Saved data entries
((

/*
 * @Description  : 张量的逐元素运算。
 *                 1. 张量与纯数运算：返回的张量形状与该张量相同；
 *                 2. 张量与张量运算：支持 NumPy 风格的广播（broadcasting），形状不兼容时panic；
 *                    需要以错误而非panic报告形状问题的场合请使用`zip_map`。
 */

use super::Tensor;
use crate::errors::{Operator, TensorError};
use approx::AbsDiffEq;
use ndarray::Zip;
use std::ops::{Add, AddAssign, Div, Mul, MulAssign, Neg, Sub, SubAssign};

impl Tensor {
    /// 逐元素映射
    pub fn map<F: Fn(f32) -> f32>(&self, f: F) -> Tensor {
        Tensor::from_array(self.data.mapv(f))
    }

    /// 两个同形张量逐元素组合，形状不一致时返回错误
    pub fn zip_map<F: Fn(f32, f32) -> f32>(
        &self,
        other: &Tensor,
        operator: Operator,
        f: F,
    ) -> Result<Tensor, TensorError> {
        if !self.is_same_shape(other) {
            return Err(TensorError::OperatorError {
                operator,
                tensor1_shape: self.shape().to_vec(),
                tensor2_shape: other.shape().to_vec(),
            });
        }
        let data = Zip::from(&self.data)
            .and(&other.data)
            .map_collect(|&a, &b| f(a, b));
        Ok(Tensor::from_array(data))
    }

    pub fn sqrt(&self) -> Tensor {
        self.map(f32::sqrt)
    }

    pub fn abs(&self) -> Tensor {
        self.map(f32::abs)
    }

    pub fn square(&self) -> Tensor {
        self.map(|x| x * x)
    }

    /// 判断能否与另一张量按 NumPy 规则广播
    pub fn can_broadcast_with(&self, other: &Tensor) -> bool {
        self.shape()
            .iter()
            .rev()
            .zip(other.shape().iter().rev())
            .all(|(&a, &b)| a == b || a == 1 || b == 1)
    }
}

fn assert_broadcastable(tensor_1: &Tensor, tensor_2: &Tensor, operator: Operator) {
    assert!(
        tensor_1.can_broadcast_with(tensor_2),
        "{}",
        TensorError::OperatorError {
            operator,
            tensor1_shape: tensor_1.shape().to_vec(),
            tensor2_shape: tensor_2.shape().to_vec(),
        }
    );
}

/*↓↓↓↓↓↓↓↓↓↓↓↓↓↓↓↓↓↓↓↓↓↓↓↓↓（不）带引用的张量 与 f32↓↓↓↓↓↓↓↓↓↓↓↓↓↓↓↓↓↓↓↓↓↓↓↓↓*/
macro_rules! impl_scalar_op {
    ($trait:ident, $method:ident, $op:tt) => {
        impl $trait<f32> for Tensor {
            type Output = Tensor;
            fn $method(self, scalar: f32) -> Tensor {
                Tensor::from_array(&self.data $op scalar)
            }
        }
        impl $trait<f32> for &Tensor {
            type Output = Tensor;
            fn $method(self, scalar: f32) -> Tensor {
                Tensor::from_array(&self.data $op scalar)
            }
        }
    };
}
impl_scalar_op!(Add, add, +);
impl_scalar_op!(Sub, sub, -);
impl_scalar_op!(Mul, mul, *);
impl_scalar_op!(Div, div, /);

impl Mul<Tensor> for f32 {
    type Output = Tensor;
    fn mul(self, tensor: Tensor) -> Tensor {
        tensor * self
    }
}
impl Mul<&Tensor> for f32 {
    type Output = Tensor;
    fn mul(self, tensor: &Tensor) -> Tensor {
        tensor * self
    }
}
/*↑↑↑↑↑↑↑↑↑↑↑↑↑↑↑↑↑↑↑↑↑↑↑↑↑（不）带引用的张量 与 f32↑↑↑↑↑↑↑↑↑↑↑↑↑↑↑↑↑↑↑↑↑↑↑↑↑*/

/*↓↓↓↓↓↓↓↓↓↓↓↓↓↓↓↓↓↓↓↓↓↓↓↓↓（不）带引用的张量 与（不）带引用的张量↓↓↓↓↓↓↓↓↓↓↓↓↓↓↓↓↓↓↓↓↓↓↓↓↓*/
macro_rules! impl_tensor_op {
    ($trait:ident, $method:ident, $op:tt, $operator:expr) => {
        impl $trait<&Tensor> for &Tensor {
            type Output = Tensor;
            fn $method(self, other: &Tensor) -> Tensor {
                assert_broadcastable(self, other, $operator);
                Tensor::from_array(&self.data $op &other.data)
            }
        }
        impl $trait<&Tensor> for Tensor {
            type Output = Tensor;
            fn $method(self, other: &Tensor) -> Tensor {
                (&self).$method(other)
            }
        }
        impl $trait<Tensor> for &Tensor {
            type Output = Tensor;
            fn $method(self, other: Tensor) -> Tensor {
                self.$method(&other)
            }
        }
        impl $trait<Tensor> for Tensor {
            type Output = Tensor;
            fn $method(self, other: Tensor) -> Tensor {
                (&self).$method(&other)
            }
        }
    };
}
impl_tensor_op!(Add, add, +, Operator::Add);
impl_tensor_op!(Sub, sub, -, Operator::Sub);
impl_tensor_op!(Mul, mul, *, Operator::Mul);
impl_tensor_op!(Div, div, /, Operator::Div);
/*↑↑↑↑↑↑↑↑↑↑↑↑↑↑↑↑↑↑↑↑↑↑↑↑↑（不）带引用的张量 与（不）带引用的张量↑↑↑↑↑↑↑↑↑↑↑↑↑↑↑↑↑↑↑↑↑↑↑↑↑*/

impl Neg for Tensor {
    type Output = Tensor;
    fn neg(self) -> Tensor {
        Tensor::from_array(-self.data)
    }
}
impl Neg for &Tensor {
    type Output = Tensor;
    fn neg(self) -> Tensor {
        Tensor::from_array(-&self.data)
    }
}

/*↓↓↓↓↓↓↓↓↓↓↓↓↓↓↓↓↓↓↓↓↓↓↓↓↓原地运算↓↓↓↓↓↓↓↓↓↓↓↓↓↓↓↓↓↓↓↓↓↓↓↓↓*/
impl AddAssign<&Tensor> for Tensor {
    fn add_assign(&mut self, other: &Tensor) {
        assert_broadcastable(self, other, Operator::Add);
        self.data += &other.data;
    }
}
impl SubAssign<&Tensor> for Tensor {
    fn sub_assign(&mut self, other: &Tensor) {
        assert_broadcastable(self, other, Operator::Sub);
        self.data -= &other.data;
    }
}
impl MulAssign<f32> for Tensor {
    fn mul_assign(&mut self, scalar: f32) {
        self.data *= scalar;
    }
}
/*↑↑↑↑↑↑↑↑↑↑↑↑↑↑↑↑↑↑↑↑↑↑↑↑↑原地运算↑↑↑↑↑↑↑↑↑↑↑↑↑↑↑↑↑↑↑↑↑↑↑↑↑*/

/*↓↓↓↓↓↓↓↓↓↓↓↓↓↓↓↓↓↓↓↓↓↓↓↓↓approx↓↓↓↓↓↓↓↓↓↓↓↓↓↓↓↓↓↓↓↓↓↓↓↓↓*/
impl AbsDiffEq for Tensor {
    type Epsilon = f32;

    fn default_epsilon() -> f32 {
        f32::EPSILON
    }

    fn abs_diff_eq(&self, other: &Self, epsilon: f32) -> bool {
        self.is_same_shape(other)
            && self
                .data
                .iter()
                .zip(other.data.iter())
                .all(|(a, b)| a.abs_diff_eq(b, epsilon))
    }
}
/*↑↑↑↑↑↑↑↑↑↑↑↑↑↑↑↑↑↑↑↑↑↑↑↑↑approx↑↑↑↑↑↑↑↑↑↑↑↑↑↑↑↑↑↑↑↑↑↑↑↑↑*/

))
((

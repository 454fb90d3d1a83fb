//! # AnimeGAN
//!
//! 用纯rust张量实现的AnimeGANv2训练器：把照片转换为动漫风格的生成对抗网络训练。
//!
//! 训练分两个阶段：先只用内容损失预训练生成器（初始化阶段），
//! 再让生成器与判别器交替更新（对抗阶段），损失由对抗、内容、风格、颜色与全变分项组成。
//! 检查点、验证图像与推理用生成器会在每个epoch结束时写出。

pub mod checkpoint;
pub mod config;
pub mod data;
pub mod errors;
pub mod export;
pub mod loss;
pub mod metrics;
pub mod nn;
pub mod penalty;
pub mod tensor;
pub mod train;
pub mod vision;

))
((

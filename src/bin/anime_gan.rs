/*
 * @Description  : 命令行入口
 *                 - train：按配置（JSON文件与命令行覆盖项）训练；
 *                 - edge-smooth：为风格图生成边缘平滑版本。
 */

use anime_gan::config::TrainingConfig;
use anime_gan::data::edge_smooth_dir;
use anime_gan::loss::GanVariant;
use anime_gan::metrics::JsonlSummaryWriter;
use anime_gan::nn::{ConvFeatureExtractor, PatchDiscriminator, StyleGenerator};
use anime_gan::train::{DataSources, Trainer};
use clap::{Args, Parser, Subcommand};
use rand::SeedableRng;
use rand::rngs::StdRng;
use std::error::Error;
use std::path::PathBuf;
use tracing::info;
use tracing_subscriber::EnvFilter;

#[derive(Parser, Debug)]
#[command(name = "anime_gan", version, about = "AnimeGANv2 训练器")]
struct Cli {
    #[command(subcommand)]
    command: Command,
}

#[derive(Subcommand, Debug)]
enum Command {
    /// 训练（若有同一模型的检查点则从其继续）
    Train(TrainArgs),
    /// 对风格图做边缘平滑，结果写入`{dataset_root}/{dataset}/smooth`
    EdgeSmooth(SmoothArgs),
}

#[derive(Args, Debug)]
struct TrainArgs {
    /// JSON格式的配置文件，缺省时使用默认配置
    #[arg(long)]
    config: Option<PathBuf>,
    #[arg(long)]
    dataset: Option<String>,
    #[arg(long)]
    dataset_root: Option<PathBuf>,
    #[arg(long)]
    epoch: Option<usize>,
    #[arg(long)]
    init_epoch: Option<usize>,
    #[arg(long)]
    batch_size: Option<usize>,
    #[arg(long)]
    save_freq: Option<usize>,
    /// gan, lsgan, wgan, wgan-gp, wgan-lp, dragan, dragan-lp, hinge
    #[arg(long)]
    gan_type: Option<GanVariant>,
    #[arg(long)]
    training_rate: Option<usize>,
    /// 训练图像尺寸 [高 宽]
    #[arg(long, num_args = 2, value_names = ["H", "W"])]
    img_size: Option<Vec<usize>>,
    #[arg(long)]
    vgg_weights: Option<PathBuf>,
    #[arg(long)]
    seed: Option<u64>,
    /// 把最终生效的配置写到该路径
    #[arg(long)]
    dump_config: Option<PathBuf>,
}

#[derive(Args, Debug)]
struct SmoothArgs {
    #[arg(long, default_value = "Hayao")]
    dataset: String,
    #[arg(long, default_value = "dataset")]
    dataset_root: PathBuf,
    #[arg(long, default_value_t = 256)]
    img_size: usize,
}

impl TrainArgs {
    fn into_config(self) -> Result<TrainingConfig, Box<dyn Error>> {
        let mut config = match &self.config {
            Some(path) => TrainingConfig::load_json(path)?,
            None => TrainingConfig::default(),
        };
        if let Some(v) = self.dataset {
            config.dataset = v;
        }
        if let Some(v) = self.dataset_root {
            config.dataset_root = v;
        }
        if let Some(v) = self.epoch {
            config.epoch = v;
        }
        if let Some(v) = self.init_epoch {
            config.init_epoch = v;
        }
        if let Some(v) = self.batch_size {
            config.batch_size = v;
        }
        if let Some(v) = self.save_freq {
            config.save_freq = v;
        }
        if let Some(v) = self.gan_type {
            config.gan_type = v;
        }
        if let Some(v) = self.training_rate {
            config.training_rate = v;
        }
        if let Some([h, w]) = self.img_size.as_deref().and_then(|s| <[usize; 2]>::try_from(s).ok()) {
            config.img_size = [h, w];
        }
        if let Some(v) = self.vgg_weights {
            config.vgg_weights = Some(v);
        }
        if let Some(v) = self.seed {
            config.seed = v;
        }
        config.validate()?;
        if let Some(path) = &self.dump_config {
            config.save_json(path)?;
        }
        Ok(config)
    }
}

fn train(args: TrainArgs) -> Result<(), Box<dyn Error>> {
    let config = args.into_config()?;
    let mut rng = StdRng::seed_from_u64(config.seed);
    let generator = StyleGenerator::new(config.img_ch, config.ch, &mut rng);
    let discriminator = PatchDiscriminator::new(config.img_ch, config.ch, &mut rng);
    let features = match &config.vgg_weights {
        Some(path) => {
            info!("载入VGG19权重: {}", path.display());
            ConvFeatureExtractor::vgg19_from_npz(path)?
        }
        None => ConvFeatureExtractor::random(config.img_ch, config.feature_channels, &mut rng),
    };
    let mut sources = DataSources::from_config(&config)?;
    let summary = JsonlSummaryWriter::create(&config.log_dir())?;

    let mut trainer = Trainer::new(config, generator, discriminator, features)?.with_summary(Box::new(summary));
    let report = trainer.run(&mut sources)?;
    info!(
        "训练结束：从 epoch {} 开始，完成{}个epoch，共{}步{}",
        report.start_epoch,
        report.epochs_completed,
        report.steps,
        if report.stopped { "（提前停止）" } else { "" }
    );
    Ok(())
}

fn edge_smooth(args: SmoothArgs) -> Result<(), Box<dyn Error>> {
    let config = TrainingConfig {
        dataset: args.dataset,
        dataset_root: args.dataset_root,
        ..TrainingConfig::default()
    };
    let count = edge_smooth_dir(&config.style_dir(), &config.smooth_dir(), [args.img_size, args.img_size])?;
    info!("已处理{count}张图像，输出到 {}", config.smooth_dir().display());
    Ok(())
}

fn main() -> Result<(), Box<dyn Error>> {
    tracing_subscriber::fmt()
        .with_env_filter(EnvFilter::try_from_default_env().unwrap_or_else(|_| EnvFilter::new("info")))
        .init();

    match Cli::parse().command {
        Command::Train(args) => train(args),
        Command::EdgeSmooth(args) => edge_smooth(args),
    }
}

))

**How to complete this task**
How many lines above include the word "PatchDiscriminator"? Answer with the number alone.

**Response box**
2